START RECORDS FOR THIS EXERCISE

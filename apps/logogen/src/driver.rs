use crate::config::{Config, FailurePolicy};
use anyhow::{Context, Result};
use icon_core::create_circular_icon;
use std::fs;
use std::io::Write;
use std::path::{Path, PathBuf};
use tracing::{info, warn};

/// Result of generating one icon.
#[derive(Debug)]
pub struct IconOutcome {
    pub size: u32,
    pub path: PathBuf,
    /// `Err` carries the full error chain as text
    pub result: std::result::Result<(), String>,
}

impl IconOutcome {
    pub fn is_created(&self) -> bool {
        self.result.is_ok()
    }
}

/// Per-size outcomes of a run, in the order the sizes were processed.
#[derive(Debug, Default)]
pub struct GenerationReport {
    pub outcomes: Vec<IconOutcome>,
}

impl GenerationReport {
    pub fn created(&self) -> impl Iterator<Item = &IconOutcome> {
        self.outcomes.iter().filter(|o| o.is_created())
    }

    pub fn failed(&self) -> impl Iterator<Item = &IconOutcome> {
        self.outcomes.iter().filter(|o| !o.is_created())
    }

    pub fn is_success(&self) -> bool {
        self.outcomes.iter().all(IconOutcome::is_created)
    }
}

pub fn icon_file_name(size: u32) -> String {
    format!("logo-{}.png", size)
}

pub fn icon_path(dir: &Path, size: u32) -> PathBuf {
    dir.join(icon_file_name(size))
}

/// Create the output directory if it is missing. Fails when something other
/// than a directory already sits at `dir`.
pub fn prepare_output_dir(dir: &Path) -> Result<()> {
    fs::create_dir_all(dir)
        .with_context(|| format!("Failed to create output directory {}", dir.display()))
}

/// Generate every configured icon, writing `Created <path>` to `out` after
/// each one.
///
/// Color and sizes are validated before the filesystem is touched, and a
/// directory failure aborts before any icon is written. What happens after a
/// single icon fails depends on [`FailurePolicy`].
pub fn generate<W: Write>(config: &Config, out: &mut W) -> Result<GenerationReport> {
    let color = config.fill_color()?;
    let sizes = config.icon_sizes()?;

    info!(
        "Generating {} icons in {} (fill {})",
        sizes.len(),
        config.output_dir.display(),
        color
    );

    prepare_output_dir(&config.output_dir)?;

    let mut report = GenerationReport::default();
    for size in sizes {
        let path = icon_path(&config.output_dir, size.get());

        let result = create_circular_icon(size, color, &path)
            .with_context(|| format!("Failed to create {}x{} icon", size, size));

        match result {
            Ok(()) => {
                writeln!(out, "Created {}", path.display())
                    .context("Failed to report progress")?;
                report.outcomes.push(IconOutcome {
                    size: size.get(),
                    path,
                    result: Ok(()),
                });
            }
            Err(e) if config.failure_policy == FailurePolicy::FailFast => return Err(e),
            Err(e) => {
                warn!("Skipping {}: {:#}", path.display(), e);
                report.outcomes.push(IconOutcome {
                    size: size.get(),
                    path,
                    result: Err(format!("{:#}", e)),
                });
            }
        }
    }

    info!(
        "Finished: {} created, {} failed",
        report.created().count(),
        report.failed().count()
    );

    Ok(report)
}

END RECORDS FOR THIS EXERCISE

- PROBLEM TO WORK ON
Out of the entries, report each line that contains the word "Item".

- RESPONSE AREA
    pub fn created(&self) -> impl Iterator<Item = &IconOutcome> {
    pub fn failed(&self) -> impl Iterator<Item = &IconOutcome> {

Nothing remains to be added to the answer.